◆ **Problem**: From the entries that follow, reproduce exactly and only the lines from the line with "assert_eq!(sel.current(), Some(3));" to the line with "let cell = Arc::new(AtomicI64::new(17));", endpoints included.

Collected data
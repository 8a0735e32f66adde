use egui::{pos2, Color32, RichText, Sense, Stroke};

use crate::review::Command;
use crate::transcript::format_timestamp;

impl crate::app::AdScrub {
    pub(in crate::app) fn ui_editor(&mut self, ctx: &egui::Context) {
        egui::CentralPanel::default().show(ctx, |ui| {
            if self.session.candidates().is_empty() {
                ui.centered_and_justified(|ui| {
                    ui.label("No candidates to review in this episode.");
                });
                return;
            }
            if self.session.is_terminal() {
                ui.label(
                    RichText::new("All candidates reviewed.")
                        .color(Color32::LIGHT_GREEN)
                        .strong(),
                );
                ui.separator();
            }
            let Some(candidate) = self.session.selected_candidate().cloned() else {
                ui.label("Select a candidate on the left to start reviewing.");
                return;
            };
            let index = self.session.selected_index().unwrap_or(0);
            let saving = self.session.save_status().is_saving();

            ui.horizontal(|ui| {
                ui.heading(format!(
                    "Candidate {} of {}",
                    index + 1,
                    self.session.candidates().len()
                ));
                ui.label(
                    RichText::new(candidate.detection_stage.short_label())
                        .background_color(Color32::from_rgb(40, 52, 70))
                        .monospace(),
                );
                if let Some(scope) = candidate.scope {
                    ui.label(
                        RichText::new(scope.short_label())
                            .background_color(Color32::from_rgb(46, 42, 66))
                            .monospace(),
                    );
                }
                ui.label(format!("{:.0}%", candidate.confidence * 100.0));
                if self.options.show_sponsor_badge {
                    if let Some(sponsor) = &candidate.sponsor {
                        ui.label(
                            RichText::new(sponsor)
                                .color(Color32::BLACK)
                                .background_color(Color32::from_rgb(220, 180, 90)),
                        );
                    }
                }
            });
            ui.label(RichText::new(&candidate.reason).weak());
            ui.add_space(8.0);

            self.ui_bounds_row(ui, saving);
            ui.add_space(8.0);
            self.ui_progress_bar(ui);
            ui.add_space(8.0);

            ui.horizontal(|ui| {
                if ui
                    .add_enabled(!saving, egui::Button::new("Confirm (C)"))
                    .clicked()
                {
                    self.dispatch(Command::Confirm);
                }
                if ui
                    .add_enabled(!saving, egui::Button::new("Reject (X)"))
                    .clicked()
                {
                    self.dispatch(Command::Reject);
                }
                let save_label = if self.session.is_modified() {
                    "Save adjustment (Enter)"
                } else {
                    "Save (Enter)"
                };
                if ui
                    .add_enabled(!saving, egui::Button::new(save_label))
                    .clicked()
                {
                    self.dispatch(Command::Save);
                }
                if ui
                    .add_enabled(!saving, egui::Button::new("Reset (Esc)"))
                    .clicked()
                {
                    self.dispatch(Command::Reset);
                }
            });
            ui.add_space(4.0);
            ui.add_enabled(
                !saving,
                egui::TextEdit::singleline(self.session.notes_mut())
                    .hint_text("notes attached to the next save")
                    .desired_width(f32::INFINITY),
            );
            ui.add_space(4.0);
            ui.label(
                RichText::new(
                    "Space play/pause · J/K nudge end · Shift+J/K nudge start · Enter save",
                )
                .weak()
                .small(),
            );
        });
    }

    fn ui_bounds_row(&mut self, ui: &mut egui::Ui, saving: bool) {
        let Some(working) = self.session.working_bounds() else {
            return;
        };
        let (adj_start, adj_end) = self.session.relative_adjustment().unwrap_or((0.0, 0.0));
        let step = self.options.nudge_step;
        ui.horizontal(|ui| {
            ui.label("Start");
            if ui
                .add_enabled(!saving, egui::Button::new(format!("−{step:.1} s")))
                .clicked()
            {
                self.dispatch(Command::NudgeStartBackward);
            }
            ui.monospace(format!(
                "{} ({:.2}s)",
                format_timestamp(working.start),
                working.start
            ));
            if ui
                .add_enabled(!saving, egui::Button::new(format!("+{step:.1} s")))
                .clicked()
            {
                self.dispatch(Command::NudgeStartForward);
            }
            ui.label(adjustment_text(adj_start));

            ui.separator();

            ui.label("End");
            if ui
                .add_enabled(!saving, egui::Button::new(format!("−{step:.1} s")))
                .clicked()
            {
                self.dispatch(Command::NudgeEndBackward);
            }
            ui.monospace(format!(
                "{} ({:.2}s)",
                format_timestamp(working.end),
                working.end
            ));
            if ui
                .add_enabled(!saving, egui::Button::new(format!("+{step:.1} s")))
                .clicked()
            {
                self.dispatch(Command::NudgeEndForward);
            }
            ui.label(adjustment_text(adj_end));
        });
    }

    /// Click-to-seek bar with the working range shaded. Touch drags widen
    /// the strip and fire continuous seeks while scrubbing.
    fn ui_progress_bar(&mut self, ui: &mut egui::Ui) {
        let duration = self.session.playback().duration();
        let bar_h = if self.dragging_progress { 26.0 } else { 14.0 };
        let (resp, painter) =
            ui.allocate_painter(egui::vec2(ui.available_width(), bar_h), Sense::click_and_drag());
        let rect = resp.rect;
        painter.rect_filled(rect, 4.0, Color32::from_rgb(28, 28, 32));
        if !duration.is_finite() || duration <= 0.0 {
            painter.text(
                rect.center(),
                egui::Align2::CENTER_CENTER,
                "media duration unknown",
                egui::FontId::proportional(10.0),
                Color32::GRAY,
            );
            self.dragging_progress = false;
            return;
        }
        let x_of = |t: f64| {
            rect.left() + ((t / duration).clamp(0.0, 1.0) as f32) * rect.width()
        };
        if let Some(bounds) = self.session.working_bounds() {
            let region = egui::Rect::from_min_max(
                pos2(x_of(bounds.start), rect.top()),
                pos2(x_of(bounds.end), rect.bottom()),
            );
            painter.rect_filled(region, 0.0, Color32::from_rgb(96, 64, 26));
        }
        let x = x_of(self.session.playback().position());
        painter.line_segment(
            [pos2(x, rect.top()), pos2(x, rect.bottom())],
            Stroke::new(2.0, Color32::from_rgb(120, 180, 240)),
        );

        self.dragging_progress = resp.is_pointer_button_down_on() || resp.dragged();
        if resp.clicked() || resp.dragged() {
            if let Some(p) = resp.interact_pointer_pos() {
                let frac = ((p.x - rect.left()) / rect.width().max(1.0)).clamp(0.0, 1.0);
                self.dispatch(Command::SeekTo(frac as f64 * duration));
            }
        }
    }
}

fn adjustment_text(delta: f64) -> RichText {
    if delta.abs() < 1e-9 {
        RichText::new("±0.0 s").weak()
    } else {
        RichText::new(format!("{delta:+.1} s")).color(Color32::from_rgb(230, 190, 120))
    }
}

==

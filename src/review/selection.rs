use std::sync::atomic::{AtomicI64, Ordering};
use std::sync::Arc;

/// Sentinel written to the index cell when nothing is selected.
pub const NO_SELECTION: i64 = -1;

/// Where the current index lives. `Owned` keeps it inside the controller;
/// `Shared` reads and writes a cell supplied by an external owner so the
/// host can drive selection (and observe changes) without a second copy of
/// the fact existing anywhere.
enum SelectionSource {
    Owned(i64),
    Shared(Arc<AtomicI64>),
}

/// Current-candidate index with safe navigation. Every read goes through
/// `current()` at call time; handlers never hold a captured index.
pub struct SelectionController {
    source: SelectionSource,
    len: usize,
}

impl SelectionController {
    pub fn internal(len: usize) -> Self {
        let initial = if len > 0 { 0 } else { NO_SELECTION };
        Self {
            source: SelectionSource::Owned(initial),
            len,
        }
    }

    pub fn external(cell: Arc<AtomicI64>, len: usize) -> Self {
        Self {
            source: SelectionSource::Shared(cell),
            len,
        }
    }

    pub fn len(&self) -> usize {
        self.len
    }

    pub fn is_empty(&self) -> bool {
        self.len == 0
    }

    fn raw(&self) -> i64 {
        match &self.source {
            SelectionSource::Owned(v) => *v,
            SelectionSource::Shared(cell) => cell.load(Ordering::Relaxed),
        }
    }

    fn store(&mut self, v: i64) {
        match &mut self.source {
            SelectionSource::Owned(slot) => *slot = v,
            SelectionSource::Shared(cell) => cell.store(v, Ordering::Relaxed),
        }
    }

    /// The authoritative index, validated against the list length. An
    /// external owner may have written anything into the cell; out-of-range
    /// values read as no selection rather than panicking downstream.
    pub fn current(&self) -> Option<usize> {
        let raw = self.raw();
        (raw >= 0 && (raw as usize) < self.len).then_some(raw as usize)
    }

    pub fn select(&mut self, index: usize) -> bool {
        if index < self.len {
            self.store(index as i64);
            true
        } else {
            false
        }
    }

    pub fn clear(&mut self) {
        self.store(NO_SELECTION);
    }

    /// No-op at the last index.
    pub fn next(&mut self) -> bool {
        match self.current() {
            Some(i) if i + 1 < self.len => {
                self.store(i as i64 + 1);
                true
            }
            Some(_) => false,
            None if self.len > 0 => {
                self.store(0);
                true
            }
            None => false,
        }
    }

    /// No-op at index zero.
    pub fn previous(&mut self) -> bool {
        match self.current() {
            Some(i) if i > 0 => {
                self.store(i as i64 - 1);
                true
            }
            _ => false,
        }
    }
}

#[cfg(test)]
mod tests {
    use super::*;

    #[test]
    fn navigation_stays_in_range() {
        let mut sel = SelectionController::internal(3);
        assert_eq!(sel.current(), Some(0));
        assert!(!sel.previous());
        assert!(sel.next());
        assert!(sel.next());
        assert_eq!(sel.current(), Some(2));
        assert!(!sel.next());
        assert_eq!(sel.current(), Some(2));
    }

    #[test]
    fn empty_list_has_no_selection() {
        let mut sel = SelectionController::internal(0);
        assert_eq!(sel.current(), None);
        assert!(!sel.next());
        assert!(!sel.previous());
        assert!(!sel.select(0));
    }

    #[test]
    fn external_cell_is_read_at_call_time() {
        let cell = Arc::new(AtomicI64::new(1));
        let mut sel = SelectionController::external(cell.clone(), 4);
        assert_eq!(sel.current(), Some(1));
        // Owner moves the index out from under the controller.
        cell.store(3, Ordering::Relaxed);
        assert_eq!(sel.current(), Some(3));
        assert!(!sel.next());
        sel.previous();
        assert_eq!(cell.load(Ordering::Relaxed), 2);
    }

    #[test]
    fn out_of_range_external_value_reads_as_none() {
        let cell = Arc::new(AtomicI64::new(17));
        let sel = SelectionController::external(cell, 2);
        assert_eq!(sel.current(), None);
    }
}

◆ **Response area**:
        assert_eq!(sel.current(), Some(3));
        assert!(!sel.next());
        sel.previous();
        assert_eq!(cell.load(Ordering::Relaxed), 2);
    }

    #[test]
    fn out_of_range_external_value_reads_as_none() {
        let cell = Arc::new(AtomicI64::new(17));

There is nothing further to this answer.